(The problem): Each line that contains the string "super" counts once; report how many such lines appear in the data, as a number only.

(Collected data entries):
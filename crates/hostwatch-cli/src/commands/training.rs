use std::time::Duration;

use hostwatch_core::{JobAction, Monitor, MonitorConfig, TrainingReport};

pub fn run(config: MonitorConfig, json: bool) {
    let monitor = Monitor::new(config);
    // CPU usage is a delta between two scans.
    monitor.training();
    std::thread::sleep(Duration::from_millis(monitor.config().system.cpu_sample_ms));
    let report = monitor.training();
    if json {
        super::print_json(&report);
    } else {
        print_report(&report);
    }
}

pub fn control(config: MonitorConfig, pid: u32, action: JobAction) {
    let monitor = Monitor::new(config);
    match monitor.control_job(pid, action) {
        Ok(()) => println!("Job {pid} {}", action.past_tense()),
        Err(e) => {
            eprintln!("Error: {e}");
            std::process::exit(1);
        }
    }
}

fn print_report(report: &TrainingReport) {
    println!("Training jobs ({})", report.total_jobs);
    println!();
    if report.jobs.is_empty() {
        println!("  No training processes detected.");
        return;
    }
    println!(
        "  {:>7}  {:<16} {:<10} {:>6} {:>10} {:>4} {:>10}  COMMAND",
        "PID", "NAME", "STATUS", "CPU%", "RSS MB", "GPU", "GPU MB"
    );
    for job in &report.jobs {
        let (gpu, gpu_mb) = match &job.gpu {
            Some(g) => (g.index.to_string(), format!("{:.0}", g.memory_mb)),
            None => ("-".to_string(), "-".to_string()),
        };
        let command: String = job.command.chars().take(60).collect();
        println!(
            "  {:>7}  {:<16} {:<10} {:>6.1} {:>10.1} {:>4} {:>10}  {command}",
            job.pid,
            job.process_name,
            job.status,
            job.cpu.percent,
            job.memory.used_mb,
            gpu,
            gpu_mb,
        );
    }
}
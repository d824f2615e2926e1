//! CPU, memory, disk and GPU snapshot.
//!
//! Reads procfs/sysfs under configurable roots so the parsers can be driven
//! by fake trees in tests. Every reader is best-effort: a missing file
//! yields zeros rather than an error.

use std::path::{Path, PathBuf};
use std::sync::Arc;
use std::time::Duration;

use serde::{Deserialize, Serialize};

use crate::config::SystemConfig;
use crate::gpu::{GpuInfo, GpuMonitor};
use crate::helpers::{BYTES_PER_GB, read_trimmed, round_to, unix_ms_now};

// ---------------------------------------------------------------------------
// Snapshot types
// ---------------------------------------------------------------------------

#[derive(Debug, Clone, Default, PartialEq, Serialize, Deserialize)]
pub struct CpuInfo {
    pub percent: f64,
    pub freq_ghz: f64,
    pub count: usize,
    pub temp_c: f64,
}

#[derive(Debug, Clone, Default, PartialEq, Serialize, Deserialize)]
pub struct RamInfo {
    pub total_gb: f64,
    pub used_gb: f64,
    pub percent: f64,
}

#[derive(Debug, Clone, Default, PartialEq, Serialize, Deserialize)]
pub struct DiskInfo {
    pub path: PathBuf,
    pub total_gb: f64,
    pub used_gb: f64,
    pub percent: f64,
}

#[derive(Debug, Clone, Default, PartialEq, Serialize, Deserialize)]
pub struct SystemSnapshot {
    pub collected_unix_ms: u64,
    pub cpu: CpuInfo,
    pub ram: RamInfo,
    pub disk: DiskInfo,
    pub gpus: Vec<GpuInfo>,
}

// ---------------------------------------------------------------------------
// procfs parsing
// ---------------------------------------------------------------------------

/// Aggregate jiffies from the `cpu ` line of `/proc/stat`.
#[derive(Debug, Clone, Copy, PartialEq, Eq)]
pub struct CpuTimes {
    pub idle: u64,
    pub total: u64,
}

pub fn parse_cpu_times(stat: &str) -> Option<CpuTimes> {
    let rest = stat.lines().find_map(|l| l.strip_prefix("cpu "))?;
    let parts: Vec<u64> = rest
        .split_whitespace()
        .filter_map(|s| s.parse::<u64>().ok())
        .collect();
    if parts.len() < 4 {
        return None;
    }
    // user nice system idle iowait irq softirq steal; guest time is
    // already counted in user.
    let total = parts.iter().take(8).sum();
    let idle = parts[3] + parts.get(4).copied().unwrap_or(0);
    Some(CpuTimes { idle, total })
}

/// Busy share between two samples, in percent.
pub fn cpu_percent_between(before: CpuTimes, after: CpuTimes) -> f64 {
    let total = after.total.saturating_sub(before.total);
    if total == 0 {
        return 0.0;
    }
    let idle = after.idle.saturating_sub(before.idle).min(total);
    round_to(100.0 * (total - idle) as f64 / total as f64, 1)
}

/// Logical CPUs listed in `/proc/stat` (`cpu0`, `cpu1`, ...).
pub fn count_cpus(stat: &str) -> usize {
    stat.lines()
        .filter(|l| {
            l.strip_prefix("cpu")
                .is_some_and(|r| r.starts_with(|c: char| c.is_ascii_digit()))
        })
        .count()
}

/// Average `cpu MHz` across `/proc/cpuinfo` entries.
pub fn parse_cpuinfo_mhz(cpuinfo: &str) -> Option<f64> {
    let values: Vec<f64> = cpuinfo
        .lines()
        .filter_map(|line| {
            let (key, value) = line.split_once(':')?;
            if key.trim() != "cpu MHz" {
                return None;
            }
            value.trim().parse::<f64>().ok()
        })
        .collect();
    if values.is_empty() {
        return None;
    }
    Some(values.iter().sum::<f64>() / values.len() as f64)
}

/// The `/proc/meminfo` fields needed for usage, in kB.
#[derive(Debug, Clone, Copy, Default, PartialEq, Eq)]
pub struct MemInfo {
    pub total_kb: u64,
    pub available_kb: u64,
}

impl MemInfo {
    pub fn parse(text: &str) -> Option<Self> {
        let mut total = None;
        let mut available = None;
        let mut free = 0;
        let mut buffers = 0;
        let mut cached = 0;
        for line in text.lines() {
            let Some((key, rest)) = line.split_once(':') else {
                continue;
            };
            let Some(kb) = rest
                .split_whitespace()
                .next()
                .and_then(|v| v.parse::<u64>().ok())
            else {
                continue;
            };
            match key {
                "MemTotal" => total = Some(kb),
                "MemAvailable" => available = Some(kb),
                "MemFree" => free = kb,
                "Buffers" => buffers = kb,
                "Cached" => cached = kb,
                _ => {}
            }
        }
        let total_kb = total?;
        // Kernels before 3.14 have no MemAvailable.
        let available_kb = available.unwrap_or(free + buffers + cached).min(total_kb);
        Some(Self {
            total_kb,
            available_kb,
        })
    }

    pub fn read(proc_root: &Path) -> Option<Self> {
        Self::parse(&std::fs::read_to_string(proc_root.join("meminfo")).ok()?)
    }
}

impl From<MemInfo> for RamInfo {
    fn from(mem: MemInfo) -> Self {
        let total = mem.total_kb as f64 * 1024.0;
        let used = (mem.total_kb - mem.available_kb) as f64 * 1024.0;
        let percent = if total > 0.0 {
            100.0 * used / total
        } else {
            0.0
        };
        RamInfo {
            total_gb: round_to(total / BYTES_PER_GB, 2),
            used_gb: round_to(used / BYTES_PER_GB, 2),
            percent: round_to(percent, 1),
        }
    }
}

// ---------------------------------------------------------------------------
// hwmon
// ---------------------------------------------------------------------------

/// First temperature reading (°C) of every hwmon chip, in directory order.
pub fn read_hwmon_temperatures(sys_root: &Path) -> Vec<(String, f64)> {
    let Ok(entries) = std::fs::read_dir(sys_root.join("class/hwmon")) else {
        return Vec::new();
    };
    let mut dirs: Vec<PathBuf> = entries.flatten().map(|e| e.path()).collect();
    dirs.sort();

    let mut out = Vec::new();
    for dir in dirs {
        let chip = read_trimmed(&dir.join("name")).unwrap_or_else(|| {
            dir.file_name()
                .map(|s| s.to_string_lossy().into_owned())
                .unwrap_or_default()
        });
        let Ok(files) = std::fs::read_dir(&dir) else {
            continue;
        };
        let mut inputs: Vec<PathBuf> = files
            .flatten()
            .map(|f| f.path())
            .filter(|p| {
                p.file_name()
                    .map(|n| n.to_string_lossy())
                    .is_some_and(|n| n.starts_with("temp") && n.ends_with("_input"))
            })
            .collect();
        inputs.sort();
        let reading = inputs
            .iter()
            .find_map(|p| read_trimmed(p).and_then(|s| s.parse::<f64>().ok()));
        if let Some(millideg) = reading {
            out.push((chip, millideg / 1000.0));
        }
    }
    out
}

/// CPU package temperature: `coretemp`, then `k10temp`, then whatever chip
/// reported first. 0.0 when there are no readings.
pub fn pick_cpu_temperature(readings: &[(String, f64)]) -> f64 {
    ["coretemp", "k10temp"]
        .iter()
        .find_map(|want| readings.iter().find(|(chip, _)| chip.as_str() == *want))
        .or_else(|| readings.first())
        .map_or(0.0, |(_, t)| round_to(*t, 1))
}

// ---------------------------------------------------------------------------
// Disk
// ---------------------------------------------------------------------------

#[cfg(unix)]
fn disk_usage(path: &Path) -> Option<DiskInfo> {
    use std::ffi::CString;
    use std::os::unix::ffi::OsStrExt;

    let c_path = CString::new(path.as_os_str().as_bytes()).ok()?;
    // SAFETY: an all-zero statvfs is a valid value for this plain C struct.
    let mut stat: libc::statvfs = unsafe { std::mem::zeroed() };
    // SAFETY: c_path is NUL-terminated and stat is a valid out-pointer.
    let rc = unsafe { libc::statvfs(c_path.as_ptr(), &mut stat) };
    if rc != 0 {
        return None;
    }

    let frsize = stat.f_frsize as f64;
    let total = stat.f_blocks as f64 * frsize;
    let free = stat.f_bfree as f64 * frsize;
    let avail = stat.f_bavail as f64 * frsize;
    let used = total - free;
    // Matches df: reserved blocks count as neither used nor available.
    let percent = if used + avail > 0.0 {
        100.0 * used / (used + avail)
    } else {
        0.0
    };
    Some(DiskInfo {
        path: path.to_path_buf(),
        total_gb: round_to(total / BYTES_PER_GB, 2),
        used_gb: round_to(used / BYTES_PER_GB, 2),
        percent: round_to(percent, 1),
    })
}

#[cfg(not(unix))]
fn disk_usage(_path: &Path) -> Option<DiskInfo> {
    None
}

// ---------------------------------------------------------------------------
// SystemMonitor
// ---------------------------------------------------------------------------

pub struct SystemMonitor {
    proc_root: PathBuf,
    sys_root: PathBuf,
    disk_path: PathBuf,
    cpu_sample: Duration,
    gpu: Arc<GpuMonitor>,
}

impl SystemMonitor {
    pub fn new(config: &SystemConfig, gpu: Arc<GpuMonitor>) -> Self {
        Self {
            proc_root: config.proc_root.clone(),
            sys_root: config.sys_root.clone(),
            disk_path: config.disk_path.clone(),
            cpu_sample: Duration::from_millis(config.cpu_sample_ms),
            gpu,
        }
    }

    pub fn gpu(&self) -> &GpuMonitor {
        &self.gpu
    }

    /// Blocks for the CPU sampling interval.
    pub fn snapshot(&self) -> SystemSnapshot {
        SystemSnapshot {
            collected_unix_ms: unix_ms_now(),
            cpu: self.cpu(),
            ram: self.ram(),
            disk: self.disk(),
            gpus: self.gpu.gpus(),
        }
    }

    pub fn cpu(&self) -> CpuInfo {
        let stat_path = self.proc_root.join("stat");
        let first = std::fs::read_to_string(&stat_path).ok();
        let before = first.as_deref().and_then(parse_cpu_times);
        if !self.cpu_sample.is_zero() {
            std::thread::sleep(self.cpu_sample);
        }
        let after = std::fs::read_to_string(&stat_path)
            .ok()
            .as_deref()
            .and_then(parse_cpu_times);
        let percent = match (before, after) {
            (Some(b), Some(a)) => cpu_percent_between(b, a),
            _ => 0.0,
        };

        let count = first
            .as_deref()
            .map(count_cpus)
            .filter(|&n| n > 0)
            .or_else(|| std::thread::available_parallelism().ok().map(|n| n.get()))
            .unwrap_or(0);

        CpuInfo {
            percent,
            freq_ghz: self.cpu_freq_ghz(),
            count,
            temp_c: pick_cpu_temperature(&read_hwmon_temperatures(&self.sys_root)),
        }
    }

    fn cpu_freq_ghz(&self) -> f64 {
        let scaling = self
            .sys_root
            .join("devices/system/cpu/cpu0/cpufreq/scaling_cur_freq");
        if let Some(khz) = read_trimmed(&scaling).and_then(|s| s.parse::<f64>().ok()) {
            return round_to(khz / 1_000_000.0, 2);
        }
        std::fs::read_to_string(self.proc_root.join("cpuinfo"))
            .ok()
            .as_deref()
            .and_then(parse_cpuinfo_mhz)
            .map_or(0.0, |mhz| round_to(mhz / 1000.0, 2))
    }

    pub fn ram(&self) -> RamInfo {
        MemInfo::read(&self.proc_root)
            .map(RamInfo::from)
            .unwrap_or_default()
    }

    pub fn disk(&self) -> DiskInfo {
        disk_usage(&self.disk_path).unwrap_or_else(|| {
            log::debug!("statvfs failed for {}", self.disk_path.display());
            DiskInfo {
                path: self.disk_path.clone(),
                ..DiskInfo::default()
            }
        })
    }
}
use std::sync::Arc;

use crate::error::CommandError;
use crate::helpers::{CommandRunner, SystemCommandRunner};

use super::record::{Protocol, Tool};

/// Something that can dump a listening-socket table.
///
/// The coordinator only sees this trait; it never builds command lines.
pub trait ConnectionSource: Send + Sync {
    /// Layout of the text returned by [`capture`](Self::capture).
    fn tool(&self) -> Tool;

    /// Raw table for one protocol.
    fn capture(&self, protocol: Protocol) -> Result<String, CommandError>;
}

/// [`ConnectionSource`] that runs the tool's executable.
pub struct CommandSource {
    tool: Tool,
    runner: Arc<dyn CommandRunner>,
}

impl CommandSource {
    pub fn new(tool: Tool, runner: Arc<dyn CommandRunner>) -> Self {
        Self { tool, runner }
    }

    /// Real executable with the default timeout.
    pub fn system(tool: Tool) -> Self {
        Self::new(tool, Arc::new(SystemCommandRunner::default()))
    }
}

impl ConnectionSource for CommandSource {
    fn tool(&self) -> Tool {
        self.tool
    }

    fn capture(&self, protocol: Protocol) -> Result<String, CommandError> {
        self.runner.run(self.tool.program(), self.tool.args(protocol))
    }
}
use std::sync::Arc;

use hostwatch_core::{Monitor, MonitorConfig};

pub fn run(config: MonitorConfig, host: &str, port: u16) {
    let monitor = Arc::new(Monitor::new(config));
    let base = format!("http://{host}:{port}");

    println!("hostwatch server v{}", hostwatch_core::VERSION);
    println!("   {base}");
    println!();
    println!("   Endpoints:");
    println!("     GET  /                          API index (try: curl {base})");
    println!("     GET  /health                    Health check");
    println!("     GET  /api/system[/gpu|/cpu|/memory]");
    println!("     GET  /api/energy                Power draw and cost");
    println!("     POST /api/energy/price?price_per_kwh=N");
    println!("     GET  /api/ports[/listening|/established|/foreign]");
    println!("     GET  /api/training");
    println!("     POST /api/training/{{stop|pause|resume}}/{{pid}}");
    println!("     WS   /ws                        system | energy | ports | training | all | interval:N | stop");
    println!();

    let rt = match tokio::runtime::Runtime::new() {
        Ok(rt) => rt,
        Err(e) => {
            eprintln!("Error starting async runtime: {e}");
            std::process::exit(1);
        }
    };
    if let Err(e) = rt.block_on(hostwatch_server::run_server(monitor, host, port)) {
        eprintln!("Server error on {host}:{port}: {e}");
        std::process::exit(1);
    }
}
use hostwatch_core::{EnergyCost, Monitor, MonitorConfig};

pub fn run(config: MonitorConfig, price: Option<f64>, json: bool) {
    let monitor = Monitor::new(config);
    if let Some(price) = price
        && let Err(e) = monitor.set_electricity_price(price)
    {
        eprintln!("Error: {e}");
        std::process::exit(1);
    }

    let cost = monitor.energy();
    if json {
        super::print_json(&cost);
    } else {
        print_cost(&cost);
    }
}

fn print_cost(cost: &EnergyCost) {
    let cur = &cost.currency;
    println!(
        "Energy  ({:.2} {cur}/kWh)",
        cost.electricity_price_per_kwh
    );
    println!();
    println!(
        "  {:<28} {:>9} {:>12} {:>12} {:>12}",
        "COMPONENT", "WATTS", "HOURLY", "DAILY", "MONTHLY"
    );
    for (name, c) in &cost.components {
        println!(
            "  {:<28} {:>9.2} {:>12.2} {:>12.2} {:>12.2}",
            name, c.power_w, c.hourly_cost, c.daily_cost, c.monthly_cost
        );
    }
    println!(
        "  {:<28} {:>9.2} {:>12.2} {:>12.2} {:>12.2}",
        "TOTAL", cost.total_power_w, cost.costs.hourly, cost.costs.daily, cost.costs.monthly
    );
    println!();
    println!("  Costs in {cur}. CPU is estimated from TDP and load, RAM per used GB.");
}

(Solution to this problem): 3